Via the bigger island of Laesoe we sailed to our most northern destination, Skagen, another historical and interesting place. At the tip of Denmark, where the North Sea meets the Baltic, which remains a busy centre of fishing but nowadays sadly there are humongous factory ships. The Skagen artist community of the late 1870s produced outstanding paintings of local fishermen and social gatherings. With a herd of other tourists, we walked out to the spit where the oceans meet; a fun experience. After three days, we headed south again.

Aerial view of the sandy spit at Skagen Denmark where the North Sea meets the Baltic Sea
Our voyage north ended at the very tip of Denmark, Skagen, where the Baltic meets the North Sea; before we turned south.

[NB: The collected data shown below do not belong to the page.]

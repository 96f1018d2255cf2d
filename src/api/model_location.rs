//! Model location resolution: local cache first, registry download otherwise.
//!
//! Downloads are staged in a hidden sibling directory, unique per process and
//! attempt, and renamed into place once every required artifact is present, so
//! an interrupted download never looks like a complete model on the next start.

use serde::Serialize;
use std::path::{Path, PathBuf};
use std::sync::atomic::{AtomicU64, Ordering};
use std::sync::Arc;
use std::time::{Duration, SystemTime};
use tokio::fs;
use tracing::{debug, info, warn};

use crate::api::model_registry::{has_model_files, ModelRegistry, MODEL_ARTIFACTS};
use crate::error::{QaError, Result};

/// Where a model lives locally and, optionally, remotely
#[derive(Debug, Clone, PartialEq, Eq, Serialize)]
pub struct ModelLocation {
    pub local_path: PathBuf,
    pub cloud_uri: Option<String>,
}

impl ModelLocation {
    /// Location for `model_name` under `cache_dir`.
    ///
    /// An existing directory passed as the name is used in place with no remote.
    pub fn for_model(cache_dir: &Path, model_name: &str) -> Self {
        let as_path = Path::new(model_name);
        if as_path.is_dir() {
            return Self {
                local_path: as_path.to_path_buf(),
                cloud_uri: None,
            };
        }

        let repo_id = model_name.strip_prefix("hf://").unwrap_or(model_name);
        Self {
            local_path: cache_dir.join(sanitize_model_name(repo_id)),
            cloud_uri: Some(repo_id.to_string()),
        }
    }

    /// Location with no remote fallback
    pub fn local(path: impl Into<PathBuf>) -> Self {
        Self {
            local_path: path.into(),
            cloud_uri: None,
        }
    }
}

/// Directory name for a model identifier: path separators, `:` and whitespace
/// become `-`; a leading `.` is escaped so names never collide with staging dirs.
pub fn sanitize_model_name(name: &str) -> String {
    let sanitized: String = name
        .trim()
        .chars()
        .map(|c| match c {
            '/' | '\\' | ':' => '-',
            c if c.is_whitespace() => '-',
            c => c,
        })
        .collect();

    if sanitized.is_empty() || sanitized.starts_with('.') {
        format!("_{}", sanitized)
    } else {
        sanitized
    }
}

/// Staging directories older than this are treated as abandoned
pub const DEFAULT_STALE_AFTER: Duration = Duration::from_secs(60 * 60);

const COMMIT_ATTEMPTS: usize = 3;

static STAGING_SEQ: AtomicU64 = AtomicU64::new(0);

fn staging_prefix(local_path: &Path) -> String {
    let name = local_path
        .file_name()
        .map(|n| n.to_string_lossy().into_owned())
        .unwrap_or_else(|| "model".to_string());
    format!(".{}.partial", name)
}

/// Hidden sibling unique to this process and attempt
fn staging_dir(local_path: &Path) -> PathBuf {
    let seq = STAGING_SEQ.fetch_add(1, Ordering::Relaxed);
    local_path.with_file_name(format!(
        "{}-{}-{}",
        staging_prefix(local_path),
        std::process::id(),
        seq
    ))
}

async fn remove_staging(staging: &Path) {
    if let Err(e) = fs::remove_dir_all(staging).await {
        if e.kind() != std::io::ErrorKind::NotFound {
            warn!("Failed to remove {}: {}", staging.display(), e);
        }
    }
}

/// Resolves model locations to complete local directories
pub struct ModelResolver {
    registry: Arc<dyn ModelRegistry>,
    cache_dir: PathBuf,
    stale_after: Duration,
}

impl ModelResolver {
    pub fn new(registry: Arc<dyn ModelRegistry>, cache_dir: PathBuf) -> Self {
        Self {
            registry,
            cache_dir,
            stale_after: DEFAULT_STALE_AFTER,
        }
    }

    /// Age after which another attempt's staging directory may be removed
    pub fn with_stale_after(mut self, stale_after: Duration) -> Self {
        self.stale_after = stale_after;
        self
    }

    pub fn cache_dir(&self) -> &Path {
        &self.cache_dir
    }

    /// Location for `model_name` within this resolver's cache
    pub fn locate(&self, model_name: &str) -> ModelLocation {
        ModelLocation::for_model(&self.cache_dir, model_name)
    }

    /// Return the local directory for `location`, downloading it if needed.
    ///
    /// A directory that already holds the model is returned without touching
    /// the registry. Concurrent resolvers sharing a cache each stage into their
    /// own directory; whichever finishes second adopts the first one's result.
    pub async fn resolve(&self, location: &ModelLocation) -> Result<PathBuf> {
        let local_path = &location.local_path;
        if has_model_files(local_path) {
            info!("Using cached model at {}", local_path.display());
            return Ok(local_path.clone());
        }

        let repo_id = location.cloud_uri.as_deref().ok_or_else(|| {
            QaError::NotFound(format!(
                "{} has no model files and no remote identifier was given",
                local_path.display()
            ))
        })?;

        if let Some(parent) = local_path.parent() {
            fs::create_dir_all(parent).await?;
        }
        self.sweep_stale_staging(local_path).await;

        let staging = staging_dir(local_path);
        fs::create_dir_all(&staging).await?;

        warn!("Downloading model from Hugging Face: {}", repo_id);
        if let Err(e) = self.download_into(repo_id, &staging).await {
            remove_staging(&staging).await;
            return Err(e);
        }

        self.commit(&staging, local_path).await?;
        info!("Model saved to: {}", local_path.display());
        Ok(local_path.clone())
    }

    /// Move a complete staging directory onto `local_path`.
    ///
    /// Only renames touch `local_path`: an incomplete directory is first moved
    /// aside, so a complete one is never deleted in place.
    async fn commit(&self, staging: &Path, local_path: &Path) -> Result<()> {
        let mut last_error = None;

        for _ in 0..COMMIT_ATTEMPTS {
            if has_model_files(local_path) {
                info!("{} was completed concurrently, discarding own download", local_path.display());
                remove_staging(staging).await;
                return Ok(());
            }

            if fs::metadata(local_path).await.is_ok() {
                warn!("Replacing incomplete model directory {}", local_path.display());
                let discarded = staging_dir(local_path);
                match fs::rename(local_path, &discarded).await {
                    Ok(()) => remove_staging(&discarded).await,
                    Err(e) if e.kind() == std::io::ErrorKind::NotFound => {}
                    Err(e) => {
                        last_error = Some(e);
                        continue;
                    }
                }
            }

            match fs::rename(staging, local_path).await {
                Ok(()) => return Ok(()),
                Err(e) => last_error = Some(e),
            }
        }

        remove_staging(staging).await;
        if has_model_files(local_path) {
            return Ok(());
        }
        Err(last_error.map(QaError::from).unwrap_or_else(|| {
            QaError::Download(format!("Could not move model into {}", local_path.display()))
        }))
    }

    /// Remove staging directories for `local_path` abandoned by earlier attempts
    async fn sweep_stale_staging(&self, local_path: &Path) {
        let Some(parent) = local_path.parent() else {
            return;
        };
        let prefix = format!("{}-", staging_prefix(local_path));
        let mut entries = match fs::read_dir(parent).await {
            Ok(entries) => entries,
            Err(e) => {
                warn!("Cannot scan {} for partial downloads: {}", parent.display(), e);
                return;
            }
        };

        let now = SystemTime::now();
        while let Ok(Some(entry)) = entries.next_entry().await {
            if !entry.file_name().to_string_lossy().starts_with(&prefix) {
                continue;
            }
            let stale = entry
                .metadata()
                .await
                .and_then(|meta| meta.modified())
                .map(|modified| {
                    now.duration_since(modified)
                        .map_or(false, |age| age >= self.stale_after)
                })
                .unwrap_or(false);

            if stale {
                warn!("Removing abandoned partial download at {}", entry.path().display());
                remove_staging(&entry.path()).await;
            } else {
                debug!("Leaving in-progress download at {}", entry.path().display());
            }
        }
    }

    async fn download_into(&self, repo_id: &str, staging: &Path) -> Result<()> {
        for spec in MODEL_ARTIFACTS {
            let mut last_error = None;
            let mut fetched = false;

            for filename in spec.alternatives {
                match self.registry.fetch_file(repo_id, filename).await {
                    Ok(source) => {
                        fs::copy(&source, staging.join(filename)).await?;
                        debug!("Stored {}", filename);
                        fetched = true;
                        break;
                    }
                    Err(e) => {
                        debug!("{} unavailable: {}", filename, e);
                        last_error = Some(e);
                    }
                }
            }

            if spec.required && !fetched {
                return Err(QaError::Download(format!(
                    "{} provides none of [{}]{}",
                    repo_id,
                    spec.alternatives.join(", "),
                    last_error.map(|e| format!(": {}", e)).unwrap_or_default()
                )));
            }
        }
        Ok(())
    }
}

#[cfg(test)]
mod tests {
    use super::*;

    #[test]
    fn test_sanitize_model_name() {
        assert_eq!(sanitize_model_name("deepset/bert-base-cased-squad2"), "deepset-bert-base-cased-squad2");
        assert_eq!(sanitize_model_name("org/name:rev"), "org-name-rev");
        assert_eq!(sanitize_model_name("a b\\c"), "a-b-c");
        assert_eq!(sanitize_model_name("../escape"), "_..-escape");
        assert_eq!(sanitize_model_name(""), "_");
    }

    #[test]
    fn test_location_for_hub_id() {
        let location = ModelLocation::for_model(Path::new("/cache"), "hf://org/model");
        assert_eq!(location.local_path, PathBuf::from("/cache/org-model"));
        assert_eq!(location.cloud_uri.as_deref(), Some("org/model"));
    }

    #[test]
    fn test_location_for_existing_directory() {
        let dir = tempfile::tempdir().unwrap();
        let name = dir.path().to_str().unwrap();
        let location = ModelLocation::for_model(Path::new("/cache"), name);
        assert_eq!(location, ModelLocation::local(dir.path()));
    }

    #[test]
    fn test_staging_dir_is_unique_hidden_sibling() {
        let local = Path::new("/cache/org-model");
        let first = staging_dir(local);
        let second = staging_dir(local);

        assert_ne!(first, second);
        assert_eq!(first.parent(), Some(Path::new("/cache")));
        let name = first.file_name().unwrap().to_string_lossy().into_owned();
        assert!(name.starts_with(&format!(".org-model.partial-{}-", std::process::id())));
    }
}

Credit: Wikipedia

 

Southern return

The Mariager Fjord, a long way in, offered a big group of seals on a sandbank. The little hamlet of Dania was where we moored our own Dania in a tiny harbour under an abandoned cement factory. The last must-visit place from my childhood itineraries was the small island of Tunoe. Now, late in the season at the end of August the normally packed marina was only half-full. Soon we were walking inland to look at the typically white island church whose tower functions as lighthouse, a unique combination. With a short stop in Aarhus again, we sailed further south toward Kolding, the end of our journey and the hand-over to friend Johannes, who was sailing Dania back to her winter storage on Fehmarn. What a wonderful, relaxing trip we had had. When friends had questioned our destination and said, “Why are you just sailing in Denmark?” we already knew that Denmark was never only “just” but so much more.

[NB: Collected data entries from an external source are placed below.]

//! Hugging Face Hub registry backed by `hf_hub`

use async_trait::async_trait;
use hf_hub::api::tokio::{Api, ApiBuilder};
use std::path::PathBuf;

use crate::api::model_registry::ModelRegistry;
use crate::error::{QaError, Result};

/// Hub client authenticated with the service token
pub struct HuggingFaceRegistry {
    api: Api,
}

impl HuggingFaceRegistry {
    /// Create a client that keeps hub blobs under `hub_cache`
    pub fn new(token: Option<String>, hub_cache: PathBuf) -> Result<Self> {
        let api = ApiBuilder::new()
            .with_token(token)
            .with_cache_dir(hub_cache)
            .with_progress(false)
            .build()
            .map_err(|e| QaError::Config(format!("Failed to initialize HF API: {}", e)))?;

        Ok(Self { api })
    }

    /// Strip an optional `hf://` scheme from a repository id
    pub fn parse_repo_id(model_id: &str) -> &str {
        model_id.strip_prefix("hf://").unwrap_or(model_id)
    }
}

#[async_trait]
impl ModelRegistry for HuggingFaceRegistry {
    async fn fetch_file(&self, repo_id: &str, filename: &str) -> Result<PathBuf> {
        let repo_id = Self::parse_repo_id(repo_id);
        tracing::debug!("Fetching {}/{} from Hugging Face Hub", repo_id, filename);

        self.api
            .model(repo_id.to_string())
            .get(filename)
            .await
            .map_err(|e| QaError::Download(format!("{}/{}: {}", repo_id, filename, e)))
    }
}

Dr Karen Eriksen and partner enjoying downhill sailing aboard Dania in the western Baltic Sea
Karen and partner enjoying some downhill sailing in the western Baltic. Credit: Karen Eriksen

 

This feature article originally appeared in July 2026 AFLOAT Magazine. To explore more stories like this, browse the AFLOAT Magazine archive or view the latest edition of AFLOAT Magazine.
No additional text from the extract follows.